I was both heartened and saddened by the responses I received to my last post on being a caregiver in academia. Many fellow academics and plenty of folks in other fields reached out to me to say that they, too, are caregivers and they wish that part of themselves didn’t have to be so compartmentalized. With that in mind, this post focuses on specific actions we can take to change the way caregiving is understood in academic (and other) workplaces.
Before I get to those recommendations, however, I want to mention a piece on caregiving that the New York Times published just a few days after my post: “The Costly, Painful, Lonely Burden of Care” by Mara Altman. Altman reports that the economic value of caregiving by family members is upward of $470 billion a year, and the bulk of this work is performed by women. This means that women are more likely to suffer the consequences I mentioned last week—stigmatization and professional isolation—as well as burnout, social isolation, financial consequences, and “negative health impacts.” Altman interviews Kate Washington, author of a new book on burnout, Already Toast: Caregiving and Burnout in America, about these costs. I was particularly struck by a statement Washington made on how the economic value of all the free caregiving provided by mostly women is minimized:
There is a narrative that the caregiving work we do is invaluable and the gift of caring is its own reward, but the flip side of something being priceless is that you paradoxically strip it of all its value. It’s so valuable that we can’t put a monetary price on it, which then takes away the economic worth.Mara Altman, “The Costly, Painful, Lonely Burden of Care”
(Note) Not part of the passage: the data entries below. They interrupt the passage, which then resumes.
use crate::view_model::{DashboardView, JobRowView, Notice};
use crate::{priority_stats, stage_stats, Job, JobFilter, ReconcileState};

#[derive(Debug, Clone, PartialEq, Eq, Default)]
pub struct DashboardState {
    jobs: Vec<Job>,
    is_updating: bool,
    loaded: bool,
    filter: JobFilter,
    notice: Option<Notice>,
    dirty: bool,
}

impl DashboardState {
    pub fn new() -> Self {
        Self::default()
    }

    pub fn jobs(&self) -> &[Job] {
        &self.jobs
    }

    pub fn is_updating(&self) -> bool {
        self.is_updating
    }

    pub fn is_loaded(&self) -> bool {
        self.loaded
    }

    pub fn filter(&self) -> &JobFilter {
        &self.filter
    }

    pub fn view(&self) -> DashboardView {
        let rows = self
            .jobs
            .iter()
            .filter(|job| self.filter.matches(job))
            .map(JobRowView::from_job)
            .collect();
        DashboardView {
            rows,
            job_count: self.jobs.len(),
            stage_stats: stage_stats(&self.jobs),
            priority_stats: priority_stats(&self.jobs),
            is_updating: self.is_updating,
            loaded: self.loaded,
            filter_active: self.filter.is_active(),
            notice: self.notice.clone(),
            dirty: self.dirty,
        }
    }

    /// Returns whether a render is due and clears the flag.
    pub fn consume_dirty(&mut self) -> bool {
        std::mem::take(&mut self.dirty)
    }

    pub(crate) fn seed(&mut self, jobs: Vec<Job>) {
        self.jobs = jobs;
        self.loaded = true;
        self.mark_dirty();
    }

    /// Replaces the collection and flag wholesale; never merges.
    pub(crate) fn apply_published(&mut self, published: ReconcileState<Job>) {
        self.jobs = published.collection;
        self.is_updating = published.is_updating;
        self.mark_dirty();
    }

    /// Holds the dashboard busy from the moment a mutation is handed off,
    /// before the engine's first publish arrives.
    pub(crate) fn begin_mutation(&mut self) {
        self.is_updating = true;
        self.mark_dirty();
    }

    pub(crate) fn finish_mutation(&mut self) {
        if self.is_updating {
            self.is_updating = false;
            self.mark_dirty();
        }
    }

    pub(crate) fn filter_mut(&mut self) -> &mut JobFilter {
        self.mark_dirty();
        &mut self.filter
    }

    pub(crate) fn set_notice(&mut self, notice: Option<Notice>) {
        if self.notice != notice {
            self.notice = notice;
            self.mark_dirty();
        }
    }

    pub(crate) fn mark_dirty(&mut self) {
        self.dirty = true;
    }
}
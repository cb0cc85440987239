use crate::view_model::Notice;
use crate::{DashboardState, Effect, JobChange, Msg, RecordId};

/// Pure update function: applies a message to state and returns any effects.
pub fn update(mut state: DashboardState, msg: Msg) -> (DashboardState, Vec<Effect>) {
    let effects = match msg {
        Msg::JobsLoaded(jobs) => {
            state.seed(jobs);
            Vec::new()
        }
        Msg::LoadFailed(reason) => {
            state.set_notice(Some(Notice::error(format!("Failed to fetch jobs: {reason}"))));
            Vec::new()
        }
        Msg::RefreshRequested => vec![Effect::Refresh {
            filter: state.filter().clone(),
        }],
        // Mutations are serialized: while one is in flight, new requests are dropped.
        Msg::CreateRequested(_)
        | Msg::EditRequested { .. }
        | Msg::NoteRequested { .. }
        | Msg::TagRequested { .. }
        | Msg::TagRemovalRequested { .. }
        | Msg::DeleteRequested { .. }
            if state.is_updating() =>
        {
            Vec::new()
        }
        Msg::CreateRequested(draft) => match draft.validate() {
            Ok(()) => {
                let snapshot = state.jobs().to_vec();
                state.begin_mutation();
                vec![Effect::Create { snapshot, draft }]
            }
            Err(err) => {
                state.set_notice(Some(Notice::error(err.to_string())));
                Vec::new()
            }
        },
        Msg::EditRequested { id, patch } => request_change(&mut state, id, patch.into()),
        Msg::NoteRequested { id, content } => {
            request_change(&mut state, id, JobChange::AddNote { content })
        }
        Msg::TagRequested { id, name, color } => {
            request_change(&mut state, id, JobChange::AddTag { name, color })
        }
        Msg::TagRemovalRequested { id, tag_id } => {
            request_change(&mut state, id, JobChange::RemoveTag { tag_id })
        }
        Msg::DeleteRequested { id } => {
            let snapshot = state.jobs().to_vec();
            state.begin_mutation();
            vec![Effect::Delete { snapshot, id }]
        }
        Msg::CollectionPublished(published) => {
            state.apply_published(published);
            Vec::new()
        }
        Msg::MutationSettled(settlement) => {
            state.finish_mutation();
            state.set_notice(Some(Notice::from_settlement(&settlement)));
            Vec::new()
        }
        Msg::SearchChanged(search) => {
            state.filter_mut().search = search;
            Vec::new()
        }
        Msg::StageFilterChanged(stage) => {
            state.filter_mut().stage = stage;
            Vec::new()
        }
        Msg::PriorityFilterChanged(priority) => {
            state.filter_mut().priority = priority;
            Vec::new()
        }
        Msg::FiltersCleared => {
            *state.filter_mut() = Default::default();
            Vec::new()
        }
        Msg::NoticeDismissed => {
            state.set_notice(None);
            Vec::new()
        }
        Msg::NoOp => Vec::new(),
    };

    (state, effects)
}

fn request_change(state: &mut DashboardState, id: RecordId, change: JobChange) -> Vec<Effect> {
    if change.is_empty() {
        return Vec::new();
    }
    if let Err(err) = change.validate() {
        state.set_notice(Some(Notice::error(err.to_string())));
        return Vec::new();
    }
    let snapshot = state.jobs().to_vec();
    state.begin_mutation();
    vec![Effect::Update {
        snapshot,
        id,
        change,
    }]
}
use chrono::{DateTime, Utc};

use crate::{
    Job, OperationKind, Priority, PriorityStats, RecordId, Settlement, SettledStatus, Stage,
    StageStats,
};

#[derive(Debug, Clone, Copy, PartialEq, Eq)]
pub enum NoticeLevel {
    Success,
    Error,
}

/// Transient message for the user, decided by the dashboard rather than the reconciler.
#[derive(Debug, Clone, PartialEq, Eq)]
pub struct Notice {
    pub level: NoticeLevel,
    pub text: String,
}

impl Notice {
    pub fn success(text: impl Into<String>) -> Self {
        Self {
            level: NoticeLevel::Success,
            text: text.into(),
        }
    }

    pub fn error(text: impl Into<String>) -> Self {
        Self {
            level: NoticeLevel::Error,
            text: text.into(),
        }
    }

    pub fn from_settlement(settlement: &Settlement) -> Self {
        let (done, failed) = match settlement.kind {
            OperationKind::Create => ("Created", "Creation"),
            OperationKind::Update => ("Updated", "Update"),
            OperationKind::Delete => ("Deleted", "Deletion"),
        };
        match &settlement.status {
            SettledStatus::Reconciled => Notice::success(format!("{done} successfully")),
            SettledStatus::RolledBack { .. } => {
                Notice::error(format!("{failed} failed, rolling back changes"))
            }
            SettledStatus::Failed { reason } => Notice::error(format!("{failed} failed: {reason}")),
        }
    }
}

#[derive(Debug, Clone, PartialEq, Eq, Default)]
pub struct DashboardView {
    pub rows: Vec<JobRowView>,
    pub job_count: usize,
    pub stage_stats: StageStats,
    pub priority_stats: PriorityStats,
    pub is_updating: bool,
    pub loaded: bool,
    pub filter_active: bool,
    pub notice: Option<Notice>,
    pub dirty: bool,
}

#[derive(Debug, Clone, PartialEq, Eq)]
pub struct JobRowView {
    pub id: RecordId,
    pub title: String,
    pub company: String,
    pub stage: Stage,
    pub priority: Priority,
    pub applied_at: DateTime<Utc>,
    pub tags: Vec<String>,
    pub note_count: usize,
    /// Still waiting for the server to confirm a create.
    pub pending: bool,
}

impl JobRowView {
    pub(crate) fn from_job(job: &Job) -> Self {
        Self {
            id: job.id.clone(),
            title: job.title.clone(),
            company: job.company.clone(),
            stage: job.stage,
            priority: job.priority,
            applied_at: job.applied_at,
            tags: job.tag_names().map(ToOwned::to_owned).collect(),
            note_count: job.notes.len(),
            pending: job.is_pending(),
        }
    }
}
Because we live in a neoliberal society, we are conditioned to devalue anything without economic worth. You would think that academics, of all people, because so much of the work we do we do for “free” (all that service!), would be sensitive to this, but no, neoliberalism is in the air we breathe and so we are conditioned to not notice these discrepancies.
Which brings me to those specific actions I want to focus on:
- Talk about caregiving in your normal voice. Former First Lady Rosalynn Carter highlighted how normal caregiving is when she said, “There are only four kinds of people in the world: those who have been caregivers, those who are currently caregivers, those who will be caregivers, and those who will need caregivers.” It is very likely that every one of us will be or need a caregiver in our lifetime. In other words, caregiving is normal, not strange or embarrassing or the result of poor choices. Acknowledge caregiving as a valuable activity. If you are not a caregiver, talk about it in your normal indoor voice rather than a hushed one. Every time you talk about caregiving in a hushed voice, you imply that it’s something that should be kept quiet. If you are a caregiver, and if it feels safe to you to do so, talk about caregiving the same way you talk about your other non-work activities. If the only time we mention that we are caregivers is when we need support, the idea that caregivers are needy drains on productivity is reinforced.
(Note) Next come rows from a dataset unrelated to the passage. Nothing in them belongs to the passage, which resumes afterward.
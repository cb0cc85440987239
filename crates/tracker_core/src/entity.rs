use crate::RecordId;

/// A record the reconciler can create optimistically.
pub trait Entity: Clone {
    /// Field data a user supplies before the server has assigned an id.
    type Draft: Clone;

    fn record_id(&self) -> &RecordId;

    /// Builds the placeholder shown while the create is in flight.
    fn from_draft(id: RecordId, draft: &Self::Draft) -> Self;
}

/// Partial-field update merged into a matching entity.
pub trait Patch<T> {
    fn apply_to(&self, target: &mut T);
}
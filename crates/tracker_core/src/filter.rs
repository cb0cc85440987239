use crate::{Job, Priority, Stage};

/// Search box plus stage/priority dropdowns. Empty fields match everything.
#[derive(Debug, Clone, PartialEq, Eq, Default)]
pub struct JobFilter {
    pub search: String,
    pub stage: Option<Stage>,
    pub priority: Option<Priority>,
}

impl JobFilter {
    pub fn is_active(&self) -> bool {
        !self.search.trim().is_empty() || self.stage.is_some() || self.priority.is_some()
    }

    /// Case-insensitive search over title, company and description.
    pub fn matches(&self, job: &Job) -> bool {
        if self.stage.is_some_and(|stage| stage != job.stage) {
            return false;
        }
        if self.priority.is_some_and(|priority| priority != job.priority) {
            return false;
        }
        let needle = self.search.trim().to_lowercase();
        if needle.is_empty() {
            return true;
        }
        [
            Some(job.title.as_str()),
            Some(job.company.as_str()),
            job.description.as_deref(),
        ]
        .into_iter()
        .flatten()
        .any(|field| field.to_lowercase().contains(&needle))
    }

    /// Query parameters understood by the jobs listing endpoint.
    pub fn query_pairs(&self) -> Vec<(&'static str, String)> {
        let mut pairs = Vec::new();
        if let Some(stage) = self.stage {
            pairs.push(("stage", stage.as_str().to_string()));
        }
        if let Some(priority) = self.priority {
            pairs.push(("priority", priority.as_str().to_string()));
        }
        let search = self.search.trim();
        if !search.is_empty() {
            pairs.push(("search", search.to_string()));
        }
        pairs
    }
}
- Notice and label ableist tendencies that stigmatize caregiving. These tendencies include bragging about not taking leave, shaming folks who do take leave, and assuming that all time that is not accounted for by time-bounded work activities is “available.” When I catch myself doing these things, I find it helpful to identify the assumptions I’m working from and fact check them, so I might say to myself, “Seeing that colleague as lazy for taking so much leave assumes they don’t work hard when they are not on leave. Is that true?”
- Connect with others who are caregivers in academia. This is tough because, as I said last week, we don’t talk about caregiving in academia and folks without tenure and others in vulnerable positions may feel the risk involved in making the caregiver part of their identity visible is too much. When those of us who do have job security and other privilege make the caregiver part of our identity visible, we make it easier for others with less privilege to do it. I’ve added the word caregiver to my twitter profile and website tagline to make that part of my identity more visible and make it easier for other caregivers to find me.
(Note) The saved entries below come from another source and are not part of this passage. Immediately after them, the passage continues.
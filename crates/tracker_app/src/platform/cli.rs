use std::path::PathBuf;

use clap::{Args, Parser, Subcommand};
use tracker_core::{JobDraft, JobPatch, Msg, Priority, RecordId, Stage};

#[derive(Debug, Parser)]
#[command(name = "tracker", about = "Track job applications against the jobs API")]
pub struct Cli {
    /// RON configuration file; defaults apply when it does not exist.
    #[arg(long, default_value = "tracker.ron")]
    pub config: PathBuf,

    #[command(subcommand)]
    pub command: Command,
}

#[derive(Debug, Subcommand)]
pub enum Command {
    /// List jobs, optionally filtered.
    List(ListArgs),
    /// Show stage and priority counts.
    Stats,
    /// Add a job.
    Add(AddArgs),
    /// Edit fields of a job.
    Edit(EditArgs),
    /// Add a note to a job.
    Note { id: String, content: String },
    /// Create a tag and attach it to a job.
    Tag {
        id: String,
        name: String,
        /// `#RRGGBB`.
        #[arg(long, default_value = "#6B7280")]
        color: String,
    },
    /// Remove a tag from a job.
    Untag { id: String, tag_id: String },
    /// Delete a job.
    Delete { id: String },
}

#[derive(Debug, Args)]
pub struct ListArgs {
    #[arg(long)]
    pub stage: Option<Stage>,
    #[arg(long)]
    pub priority: Option<Priority>,
    /// Matches title, company or description.
    #[arg(long)]
    pub search: Option<String>,
}

#[derive(Debug, Args)]
pub struct AddArgs {
    #[arg(long)]
    pub title: String,
    #[arg(long)]
    pub company: String,
    #[arg(long)]
    pub location: Option<String>,
    #[arg(long)]
    pub description: Option<String>,
    #[arg(long)]
    pub salary: Option<String>,
    #[arg(long)]
    pub url: Option<String>,
    #[arg(long, default_value = "APPLIED")]
    pub stage: Stage,
    #[arg(long, default_value = "MEDIUM")]
    pub priority: Priority,
}

#[derive(Debug, Args)]
pub struct EditArgs {
    pub id: String,
    #[arg(long)]
    pub title: Option<String>,
    #[arg(long)]
    pub company: Option<String>,
    #[arg(long)]
    pub location: Option<String>,
    #[arg(long)]
    pub description: Option<String>,
    #[arg(long)]
    pub salary: Option<String>,
    #[arg(long)]
    pub url: Option<String>,
    #[arg(long)]
    pub stage: Option<Stage>,
    #[arg(long)]
    pub priority: Option<Priority>,
}

impl Command {
    /// Dashboard messages for this command, in order. Every command seeds
    /// the collection from the server first.
    pub fn into_messages(self) -> Vec<Msg> {
        match self {
            Command::List(args) => {
                let mut msgs = Vec::new();
                if let Some(search) = args.search {
                    msgs.push(Msg::SearchChanged(search));
                }
                msgs.push(Msg::StageFilterChanged(args.stage));
                msgs.push(Msg::PriorityFilterChanged(args.priority));
                msgs.push(Msg::RefreshRequested);
                msgs
            }
            Command::Stats => vec![Msg::RefreshRequested],
            Command::Add(args) => vec![
                Msg::RefreshRequested,
                Msg::CreateRequested(JobDraft {
                    title: args.title,
                    company: args.company,
                    location: args.location,
                    description: args.description,
                    salary: args.salary,
                    url: args.url,
                    stage: args.stage,
                    priority: args.priority,
                }),
            ],
            Command::Edit(args) => vec![
                Msg::RefreshRequested,
                Msg::EditRequested {
                    id: RecordId::server(args.id),
                    patch: JobPatch {
                        title: args.title,
                        company: args.company,
                        location: args.location,
                        description: args.description,
                        salary: args.salary,
                        url: args.url,
                        stage: args.stage,
                        priority: args.priority,
                    },
                },
            ],
            Command::Note { id, content } => vec![
                Msg::RefreshRequested,
                Msg::NoteRequested {
                    id: RecordId::server(id),
                    content,
                },
            ],
            Command::Tag { id, name, color } => vec![
                Msg::RefreshRequested,
                Msg::TagRequested {
                    id: RecordId::server(id),
                    name,
                    color,
                },
            ],
            Command::Untag { id, tag_id } => vec![
                Msg::RefreshRequested,
                Msg::TagRemovalRequested {
                    id: RecordId::server(id),
                    tag_id,
                },
            ],
            Command::Delete { id } => vec![
                Msg::RefreshRequested,
                Msg::DeleteRequested {
                    id: RecordId::server(id),
                },
            ],
        }
    }
}
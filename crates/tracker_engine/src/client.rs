use std::time::Duration;

use reqwest::header::COOKIE;
use reqwest::{Method, RequestBuilder, Response, Url};
use serde::de::DeserializeOwned;
use serde::{Deserialize, Serialize};
use tracker_core::{Job, JobDraft, JobFilter, JobTag, Note, Tag};
use tracker_logging::{tracker_debug, tracker_trace};

use crate::RemoteError;

#[derive(Debug, Clone)]
pub struct ClientSettings {
    pub base_url: String,
    /// Raw `Cookie` header value of an authenticated session, passed through as is.
    pub session_cookie: Option<String>,
    pub connect_timeout: Duration,
    pub request_timeout: Duration,
}

impl Default for ClientSettings {
    fn default() -> Self {
        Self {
            base_url: "http://localhost:3000".to_string(),
            session_cookie: None,
            connect_timeout: Duration::from_secs(10),
            request_timeout: Duration::from_secs(30),
        }
    }
}

#[derive(Serialize)]
#[serde(rename_all = "camelCase")]
struct NewNote<'a> {
    content: &'a str,
    job_id: &'a str,
}

#[derive(Serialize)]
struct NewTag<'a> {
    name: &'a str,
    color: &'a str,
}

#[derive(Serialize)]
#[serde(rename_all = "camelCase")]
struct TagLink<'a> {
    tag_id: &'a str,
}

#[derive(Debug, Deserialize)]
struct ErrorBody {
    error: String,
}

/// Client for the `/api/jobs` endpoints.
#[derive(Debug, Clone)]
pub struct JobsClient {
    http: reqwest::Client,
    base_url: Url,
    session_cookie: Option<String>,
}

impl JobsClient {
    pub fn new(settings: ClientSettings) -> Result<Self, RemoteError> {
        let base_url = Url::parse(&settings.base_url)
            .map_err(|err| RemoteError::new(format!("invalid base url: {err}")))?;
        let http = reqwest::Client::builder()
            .connect_timeout(settings.connect_timeout)
            .timeout(settings.request_timeout)
            .build()
            .map_err(map_reqwest_error)?;
        Ok(Self {
            http,
            base_url,
            session_cookie: settings.session_cookie,
        })
    }

    /// Lists the signed-in user's jobs, most recently updated first.
    pub async fn list_jobs(&self, filter: &JobFilter) -> Result<Vec<Job>, RemoteError> {
        let mut url = self.endpoint(&["api", "jobs"])?;
        let pairs = filter.query_pairs();
        if !pairs.is_empty() {
            url.query_pairs_mut().extend_pairs(pairs);
        }
        self.send(self.request(Method::GET, url)).await
    }

    pub async fn create_job(&self, draft: &JobDraft) -> Result<Job, RemoteError> {
        let url = self.endpoint(&["api", "jobs"])?;
        self.send(self.request(Method::POST, url).json(draft)).await
    }

    /// Full update; the API expects every form field, not a patch.
    pub async fn update_job(&self, id: &str, body: &JobDraft) -> Result<Job, RemoteError> {
        let url = self.endpoint(&["api", "jobs", id])?;
        self.send(self.request(Method::PUT, url).json(body)).await
    }

    pub async fn delete_job(&self, id: &str) -> Result<(), RemoteError> {
        let url = self.endpoint(&["api", "jobs", id])?;
        let response = self.execute(self.request(Method::DELETE, url)).await?;
        tracker_debug!("deleted job {} ({})", id, response.status());
        Ok(())
    }

    pub async fn add_note(&self, job_id: &str, content: &str) -> Result<Note, RemoteError> {
        let url = self.endpoint(&["api", "notes"])?;
        let body = NewNote { content, job_id };
        self.send(self.request(Method::POST, url).json(&body)).await
    }

    pub async fn create_tag(&self, name: &str, color: &str) -> Result<Tag, RemoteError> {
        let url = self.endpoint(&["api", "tags"])?;
        let body = NewTag { name, color };
        self.send(self.request(Method::POST, url).json(&body)).await
    }

    pub async fn attach_tag(&self, job_id: &str, tag_id: &str) -> Result<JobTag, RemoteError> {
        let url = self.endpoint(&["api", "jobs", job_id, "tags"])?;
        let body = TagLink { tag_id };
        self.send(self.request(Method::POST, url).json(&body)).await
    }

    pub async fn detach_tag(&self, job_id: &str, tag_id: &str) -> Result<(), RemoteError> {
        let mut url = self.endpoint(&["api", "jobs", job_id, "tags"])?;
        url.query_pairs_mut().append_pair("tagId", tag_id);
        self.execute(self.request(Method::DELETE, url)).await?;
        tracker_debug!("detached tag {} from job {}", tag_id, job_id);
        Ok(())
    }

    fn endpoint(&self, segments: &[&str]) -> Result<Url, RemoteError> {
        let mut url = self.base_url.clone();
        url.path_segments_mut()
            .map_err(|()| RemoteError::new("base url cannot carry a path"))?
            .pop_if_empty()
            .extend(segments);
        Ok(url)
    }

    fn request(&self, method: Method, url: Url) -> RequestBuilder {
        tracker_trace!("{} {}", method, url);
        let builder = self.http.request(method, url);
        match &self.session_cookie {
            Some(cookie) => builder.header(COOKIE, cookie),
            None => builder,
        }
    }

    async fn execute(&self, builder: RequestBuilder) -> Result<Response, RemoteError> {
        let response = builder.send().await.map_err(map_reqwest_error)?;
        let status = response.status();
        if status.is_success() {
            return Ok(response);
        }
        // Prefer the API's `{ "error": ... }` message over the bare status line.
        let message = match response.json::<ErrorBody>().await {
            Ok(body) => body.error,
            Err(_) => status.to_string(),
        };
        Err(RemoteError::with_status(status.as_u16(), message))
    }

    async fn send<T: DeserializeOwned>(&self, builder: RequestBuilder) -> Result<T, RemoteError> {
        let response = self.execute(builder).await?;
        response
            .json::<T>()
            .await
            .map_err(|err| RemoteError::new(format!("invalid response body: {err}")))
    }
}

fn map_reqwest_error(err: reqwest::Error) -> RemoteError {
    if err.is_timeout() {
        return RemoteError::new(format!("timeout: {err}"));
    }
    RemoteError::new(format!("network error: {err}"))
}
- Create workplaces that support caregivers. One of the simplest yet most powerful ways to support caregivers is to talk about caregiving. As I said last week, when we don’t talk about caregiving, it becomes harder to talk about caregiving. The opposite of that is also true: when we talk about caregiving, it becomes easier to talk about caregiving. When it’s easier to talk about caregiving, it’s also easier to identify caregivers in the workplace, and it’s easier for them to ask for the support they need. For faculty, one of the most challenging forms of support we need is teaching coverage; when I became a caregiver, a colleague who is herself a caregiver told me she was available to cover my classes if I needed it. When such a program doesn’t exist, the free labor of caregiving leads to the free labor of kind colleagues who are willing to cover classes. All that free labor tends to be women’s free labor. A formal program to make teaching coverage available to those who need it would go a long way toward supporting caregivers and closing an equity gap in academia.